The surgeon performed an endoscopic retrograde cholangio pancreatography (ERCP) to determine the source of the blockage. Dr. Daniel Cherqui, the chief of surgery of the department, inserted a stent to dilate the biliary duct, which allowed bile to drain out and enter the intestine. After the procedure he informed me that the blockage was due to a cellular mass in the pancreas. The good news—I was eligible for Whipple surgery. Dr. Cherqui wanted to operate immediately because of the aggressiveness of this type of tumor. We agreed the operation could be scheduled for the following Monday morning. Since I live alone, I needed the time to get personal affairs in order and arrange for post-surgical support by family and friends.

I took the news of my diagnosis of stage IIb pancreatic cancer calmly. My first thought was that my family and friends would not believe what I would be telling them. They knew I ate healthy since my teen years and did frequent 50-mile bike rides for speed and endurance. There were instances of breast and colon cancer on the maternal side of my family. Because of this, my mother set an example by exercising, eating healthy, and dealing with adversity in a calm, rational manner. I assessed my situation and formulated a plan of recovery and recuperation. I was fully aware of the seriousness of my diagnosis and was determined and focused on being a long-term survivor.

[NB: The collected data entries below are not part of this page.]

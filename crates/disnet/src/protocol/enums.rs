// SPDX-License-Identifier: Apache-2.0 OR MIT
// Copyright (c) 2025-2026 naskel.com

//! DIS enumerated fields.
//!
//! Two decode policies exist in IEEE 1278.1 practice and both are preserved
//! here. Lenient enumerations carry unrecognized wire values through an
//! `Other(raw)` variant so they round-trip unchanged; strict enumerations
//! reject anything outside their table with `UnknownEnumerant`.

use crate::wire::{WireError, WireResult};

/// Generate a lenient enumeration (eliminates code duplication)
///
/// Unknown raw values map to `Other(raw)`; known values that also have an
/// "Other" meaning in the DIS tables simply land in `Other` with their raw
/// value preserved, so encode emits the exact byte that was decoded.
macro_rules! lenient_enum {
    ($(#[$meta:meta])* $name:ident { $($variant:ident = $value:expr),+ $(,)? }) => {
        $(#[$meta])*
        #[derive(Debug, Clone, Copy, PartialEq, Eq, Hash)]
        pub enum $name {
            $($variant,)+
            Other(u8),
        }

        impl $name {
            pub fn from_raw(raw: u8) -> Self {
                match raw {
                    $($value => Self::$variant,)+
                    other => Self::Other(other),
                }
            }

            pub fn raw(self) -> u8 {
                match self {
                    $(Self::$variant => $value,)+
                    Self::Other(raw) => raw,
                }
            }
        }
    };
}

/// Generate a strict enumeration (eliminates code duplication)
///
/// Decoding a value outside the table fails with `UnknownEnumerant` naming
/// the field.
macro_rules! strict_enum {
    ($(#[$meta:meta])* $name:ident { $($variant:ident = $value:expr),+ $(,)? }) => {
        $(#[$meta])*
        #[derive(Debug, Clone, Copy, PartialEq, Eq, Hash)]
        pub enum $name {
            $($variant,)+
        }

        impl $name {
            pub fn from_raw(raw: u8) -> WireResult<Self> {
                match raw {
                    $($value => Ok(Self::$variant),)+
                    other => Err(WireError::UnknownEnumerant {
                        field: stringify!($name),
                        value: u32::from(other),
                    }),
                }
            }

            pub fn raw(self) -> u8 {
                match self {
                    $(Self::$variant => $value,)+
                }
            }
        }
    };
}

lenient_enum! {
    /// DIS protocol version (header byte 0).
    ProtocolVersion {
        Dis5 = 5,
        Dis6 = 6,
        Dis7 = 7,
    }
}

impl Default for ProtocolVersion {
    fn default() -> Self {
        ProtocolVersion::Dis6
    }
}

lenient_enum! {
    /// Protocol family (header byte 3), groups PDU kinds.
    ProtocolFamily {
        EntityInformation = 1,
        Warfare = 2,
        Logistics = 3,
        RadioCommunications = 4,
        SimulationManagement = 5,
        DistributedEmissionRegeneration = 6,
    }
}

lenient_enum! {
    /// Force the entity belongs to. Raw 0 is the DIS "Other" force.
    ForceId {
        Friendly = 1,
        Opposing = 2,
        Neutral = 3,
    }
}

impl Default for ForceId {
    fn default() -> Self {
        // Raw 0 is the DIS "Other" force.
        ForceId::Other(0)
    }
}

lenient_enum! {
    /// Camouflage appearance. Raw 3 is the DIS "Other" camouflage; anything
    /// above the table falls through the same way.
    CamouflageType {
        Desert = 0,
        Winter = 1,
        Forest = 2,
    }
}

lenient_enum! {
    /// Radio transmit state.
    TransmitState {
        Off = 0,
        OnNotTransmitting = 1,
        OnTransmitting = 2,
    }
}

lenient_enum! {
    /// Outcome of a detonation. Raw 0 is the DIS "Other" result.
    DetonationResult {
        EntityImpact = 1,
        EntityProximateDetonation = 2,
        GroundImpact = 3,
        GroundProximateDetonation = 4,
        Detonation = 5,
        None = 6,
    }
}

impl Default for DetonationResult {
    fn default() -> Self {
        // Raw 0 is the DIS "Other" result.
        DetonationResult::Other(0)
    }
}

strict_enum! {
    /// Damage appearance. Strict per the source DIS implementation: an
    /// unmapped value fails decode instead of degrading to a sentinel.
    DamageState {
        NoDamage = 0,
        SlightDamage = 1,
        ModerateDamage = 2,
        Destroyed = 3,
    }
}

strict_enum! {
    /// Lifeform posture. Strict, matching the source's policy for this field.
    LifeformState {
        UprightStandingStill = 1,
        UprightWalking = 2,
        UprightRunning = 3,
        Kneeling = 4,
        Prone = 5,
        Crawling = 6,
        Swimming = 7,
        Parachuting = 8,
        Jumping = 9,
    }
}

#[cfg(test)]
mod tests {
    use super::*;

    #[test]
    fn test_lenient_enum_falls_back_to_other() {
        assert_eq!(CamouflageType::from_raw(0), CamouflageType::Desert);
        assert_eq!(CamouflageType::from_raw(2), CamouflageType::Forest);
        // Out-of-table value degrades to Other and round-trips exactly.
        assert_eq!(CamouflageType::from_raw(4), CamouflageType::Other(4));
        assert_eq!(CamouflageType::from_raw(4).raw(), 4);
    }

    #[test]
    fn test_lenient_enum_preserves_defined_other() {
        // Raw 0 is the DIS "Other" force; it must re-encode as 0, not as
        // some canonicalized sentinel.
        assert_eq!(ForceId::from_raw(0), ForceId::Other(0));
        assert_eq!(ForceId::from_raw(0).raw(), 0);
        assert_eq!(ForceId::from_raw(1), ForceId::Friendly);
    }

    #[test]
    fn test_strict_enum_rejects_unknown_value() {
        assert_eq!(DamageState::from_raw(2).expect("in table"), DamageState::ModerateDamage);

        let err = DamageState::from_raw(9).unwrap_err();
        assert_eq!(err, WireError::UnknownEnumerant { field: "DamageState", value: 9 });
    }

    #[test]
    fn test_lifeform_state_strict_policy() {
        assert_eq!(LifeformState::from_raw(5).expect("in table"), LifeformState::Prone);
        assert!(LifeformState::from_raw(0).is_err());
        assert!(LifeformState::from_raw(42).is_err());
    }

    #[test]
    fn test_protocol_version_roundtrip() {
        for raw in 0..=u8::MAX {
            assert_eq!(ProtocolVersion::from_raw(raw).raw(), raw);
            assert_eq!(ProtocolFamily::from_raw(raw).raw(), raw);
        }
    }
}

Whipple Surgery Followed by Chemotherapy

Whipple surgery was performed on Monday, June 18th and took over 9.5 hours. During my recovery I learned of the unexpected finding that the tumor was projecting onto the hepatic artery and vein. This added complication resulted in the procedure taking four additional hours. After a convalescent period of two months, I began conventional chemotherapy with Gemzar. A CT scan was performed after 12 sessions, to assess its effectiveness. The result was not encouraging. A total of six small tumors were found—two each in three of the four lobes of the liver. This led to a re-classification of stage IV for my cancer.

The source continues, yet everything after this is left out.